Collected data:
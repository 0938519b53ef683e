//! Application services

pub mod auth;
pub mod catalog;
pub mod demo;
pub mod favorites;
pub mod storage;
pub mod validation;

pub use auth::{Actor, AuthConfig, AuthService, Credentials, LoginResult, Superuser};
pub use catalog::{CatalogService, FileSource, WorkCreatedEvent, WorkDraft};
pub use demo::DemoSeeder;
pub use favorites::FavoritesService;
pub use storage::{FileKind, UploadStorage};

--

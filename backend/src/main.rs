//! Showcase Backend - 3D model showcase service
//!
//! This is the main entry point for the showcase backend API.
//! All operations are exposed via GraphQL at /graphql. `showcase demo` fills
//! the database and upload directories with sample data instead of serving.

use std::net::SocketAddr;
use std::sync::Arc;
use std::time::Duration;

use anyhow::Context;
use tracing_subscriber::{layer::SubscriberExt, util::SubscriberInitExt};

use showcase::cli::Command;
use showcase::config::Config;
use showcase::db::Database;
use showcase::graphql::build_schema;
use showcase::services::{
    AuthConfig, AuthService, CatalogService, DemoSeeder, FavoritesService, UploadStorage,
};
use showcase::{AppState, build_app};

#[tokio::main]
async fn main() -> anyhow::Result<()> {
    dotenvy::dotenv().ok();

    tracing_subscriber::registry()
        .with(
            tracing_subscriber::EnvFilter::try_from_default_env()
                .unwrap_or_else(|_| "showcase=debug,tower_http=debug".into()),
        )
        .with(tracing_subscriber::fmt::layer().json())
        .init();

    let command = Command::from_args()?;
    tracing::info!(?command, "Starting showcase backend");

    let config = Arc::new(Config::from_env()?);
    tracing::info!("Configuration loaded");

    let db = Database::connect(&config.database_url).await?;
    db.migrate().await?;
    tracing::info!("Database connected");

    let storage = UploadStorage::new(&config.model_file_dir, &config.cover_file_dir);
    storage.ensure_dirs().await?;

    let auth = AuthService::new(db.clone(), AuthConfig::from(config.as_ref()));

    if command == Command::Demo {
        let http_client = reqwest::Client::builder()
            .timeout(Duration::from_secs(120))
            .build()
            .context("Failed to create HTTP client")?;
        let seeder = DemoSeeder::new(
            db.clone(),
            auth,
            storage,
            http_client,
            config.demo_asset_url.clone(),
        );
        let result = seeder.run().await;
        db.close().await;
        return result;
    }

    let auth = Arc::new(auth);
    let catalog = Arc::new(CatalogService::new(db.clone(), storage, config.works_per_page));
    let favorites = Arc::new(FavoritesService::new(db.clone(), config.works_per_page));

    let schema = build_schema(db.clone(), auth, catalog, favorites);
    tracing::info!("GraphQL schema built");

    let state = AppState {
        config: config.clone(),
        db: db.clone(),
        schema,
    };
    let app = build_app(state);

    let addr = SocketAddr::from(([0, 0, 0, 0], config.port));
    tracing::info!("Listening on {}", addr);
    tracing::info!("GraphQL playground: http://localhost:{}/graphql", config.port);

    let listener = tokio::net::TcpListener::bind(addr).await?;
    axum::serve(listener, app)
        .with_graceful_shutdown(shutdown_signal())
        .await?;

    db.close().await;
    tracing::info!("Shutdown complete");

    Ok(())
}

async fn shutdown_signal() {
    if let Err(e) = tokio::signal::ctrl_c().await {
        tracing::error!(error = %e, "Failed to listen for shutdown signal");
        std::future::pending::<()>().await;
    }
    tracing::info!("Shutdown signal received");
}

_Requirement_
All lines above that hold the string "layer" should be copied.

_Finished task_
use tracing_subscriber::{layer::SubscriberExt, util::SubscriberInitExt};
        .with(tracing_subscriber::fmt::layer().json())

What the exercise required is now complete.